Often times our mental health (both the positive and negative states), is so far out of our control it is ridiculous. This also answers my question “my life is perfect why do I still feel sad sometimes?” It is because a persons Mental Health can be a direct result of their DNA. I won’t begin to dive into the science of it all (because the book explains it far better than I ever could) but essentially mental health is a gene that you acquire from your ancestors. Once I learned this, I not only began to have more compassion for myself, but also for others. I use to look at people without homes and think “what had to go wrong in your life to end up here?” the answer potentially could be... their brain! If the world does not come together to support one another, and fight the stigma’s against mental health and therapy, it will continue to be a vicious cycle where children of affluent families turn to substance abuse, celebrities complete suicide and/or more people find themselves without homes, because people didn’t understand that it is OKAY to NOT be OKAY!

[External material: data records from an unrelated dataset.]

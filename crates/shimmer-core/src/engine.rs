//! The interception engine: shared registry and identity state.

use std::sync::Arc;

use dashmap::DashMap;
use shimmer_object::{ClassId, ObjectRef};
use tracing::debug;

use crate::config::TraceConfig;

/// Shared state behind every [`ShimEngine`] clone.
pub(crate) struct EngineState {
    /// Instrumentation configs keyed by the class they were registered
    /// for. Consulted when intercepted calls return fresh objects.
    pub(crate) registry: DashMap<ClassId, TraceConfig>,
    /// Per-class-name counters backing generated identities.
    counters: DashMap<String, u64>,
}

/// Entry point for instrumenting classes, objects, and members.
///
/// The engine owns the class registry used for recursive
/// instrumentation and the counters behind generated identities.
/// Clones share state, so shims installed by one handle keep working
/// through any other.
#[derive(Clone)]
pub struct ShimEngine {
    pub(crate) state: Arc<EngineState>,
}

impl ShimEngine {
    /// Creates an engine with an empty registry.
    pub fn new() -> Self {
        Self {
            state: Arc::new(EngineState {
                registry: DashMap::new(),
                counters: DashMap::new(),
            }),
        }
    }

    /// Records that instances of `class` should be instrumented with
    /// `config` whenever the engine encounters them.
    pub(crate) fn register_class(&self, class: ClassId, name: &str, config: &TraceConfig) {
        self.state.registry.insert(class, config.clone());
        debug!(class = name, "registered class for instrumentation");
    }

    /// Looks up the config registered for a class, if any.
    pub(crate) fn registered_config(&self, class: ClassId) -> Option<TraceConfig> {
        self.state.registry.get(&class).map(|entry| entry.value().clone())
    }

    /// Returns the display identity for an instance, assigning one if
    /// it has none yet.
    ///
    /// The configured id member is consulted first, but only through
    /// stored values; native accessors are never invoked here, so
    /// identity resolution cannot trigger the shims that call it.
    /// Otherwise a `ClassName_N` identity is generated, with `N`
    /// counting instances of that class name from 1, and pinned to the
    /// instance so it never changes.
    pub fn identity_of(&self, instance: &ObjectRef, config: &TraceConfig) -> String {
        if !config.id_property.is_empty() {
            if let Some(value) = instance.raw_value(&config.id_property) {
                if !value.is_null() {
                    return value.display_string();
                }
            }
        }
        if let Some(identity) = instance.assigned_identity() {
            return identity;
        }
        let class_name = instance.class_name();
        let ordinal = {
            let mut counter = self.state.counters.entry(class_name.clone()).or_insert(1);
            let ordinal = *counter;
            *counter += 1;
            ordinal
        };
        let identity = format!("{class_name}_{ordinal}");
        instance.assign_identity(identity.clone());
        identity
    }
}

impl Default for ShimEngine {
    fn default() -> Self {
        Self::new()
    }
}

#[cfg(test)]
mod tests {
    use super::*;
    use shimmer_object::{ClassBuilder, DynObject, Value};

    #[test]
    fn test_generated_identity_is_stable() {
        let engine = ShimEngine::new();
        let config = TraceConfig::new();
        let object = DynObject::new().into_ref();
        let first = engine.identity_of(&object, &config);
        let second = engine.identity_of(&object, &config);
        assert_eq!(first, "Object_1");
        assert_eq!(first, second);
    }

    #[test]
    fn test_identities_count_per_class_name() {
        let engine = ShimEngine::new();
        let config = TraceConfig::new();
        let player = ClassBuilder::new("Player").build();
        let a = player.instantiate(&[]).unwrap();
        let b = player.instantiate(&[]).unwrap();
        let other = DynObject::new().into_ref();
        assert_eq!(engine.identity_of(&a, &config), "Player_1");
        assert_eq!(engine.identity_of(&b, &config), "Player_2");
        assert_eq!(engine.identity_of(&other, &config), "Object_1");
    }

    #[test]
    fn test_id_property_wins_over_generated() {
        let engine = ShimEngine::new();
        let config = TraceConfig::new();
        let object = DynObject::new()
            .with_data("id", Value::from("left-panel"))
            .into_ref();
        assert_eq!(engine.identity_of(&object, &config), "left-panel");
        // The stored value is read fresh on every resolution.
        object.set("id", Value::from("right-panel")).unwrap();
        assert_eq!(engine.identity_of(&object, &config), "right-panel");
    }

    #[test]
    fn test_null_id_property_falls_back() {
        let engine = ShimEngine::new();
        let config = TraceConfig::new();
        let object = DynObject::new().with_data("id", Value::Null).into_ref();
        assert_eq!(engine.identity_of(&object, &config), "Object_1");
    }

    #[test]
    fn test_registry_round_trip() {
        let engine = ShimEngine::new();
        let config = TraceConfig::new().with_methods(false);
        let player = ClassBuilder::new("Player").build();
        assert!(engine.registered_config(player.id()).is_none());
        engine.register_class(player.id(), player.name(), &config);
        let found = engine.registered_config(player.id()).unwrap();
        assert!(!found.methods);
    }
}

Again, I don’t claim to know everything about Mental Health, but my family has mental health professionals in it, and working in Corporate Wellness I do find myself attracted to research and information about seemingly “normal” people, having undesirable Mental Health. I asked a consultation group of licensed professionals (whom wish to remain anonymous), “what do you think people who are new to therapy should learn about first?” Their answer was “mindfulness and self-care.”

I am lucky to work for FitPros, who has an extensive roster of Mental and Spiritual Health professionals, who have met with me and our community to discuss their take on mindfulness, self care and more. I encourage all People Operations teams and really everyone, to prioritize their own and other’s mental health, as much as say… their grooming regimen!

Yes, therapy is expensive, but I credit therapy for making me the confident professional woman I am today. Because of therapy I am a more effective communicator not only with my team, but also with our clients and in my writing (I guess you can be the judge of that). Therapy has helped me truly find where I fit in the world, it has taken my ego out of all my actions (which trust me my personal and professional connections are thankful for), it has filled me with compassion for others and instilled empathy deep within my being. I highly encourage People Operations Professionals to set aside some of their budget and/or for employees to commit a part of their paycheck to Mental Health, because you and the world will reap the benefits of doing so!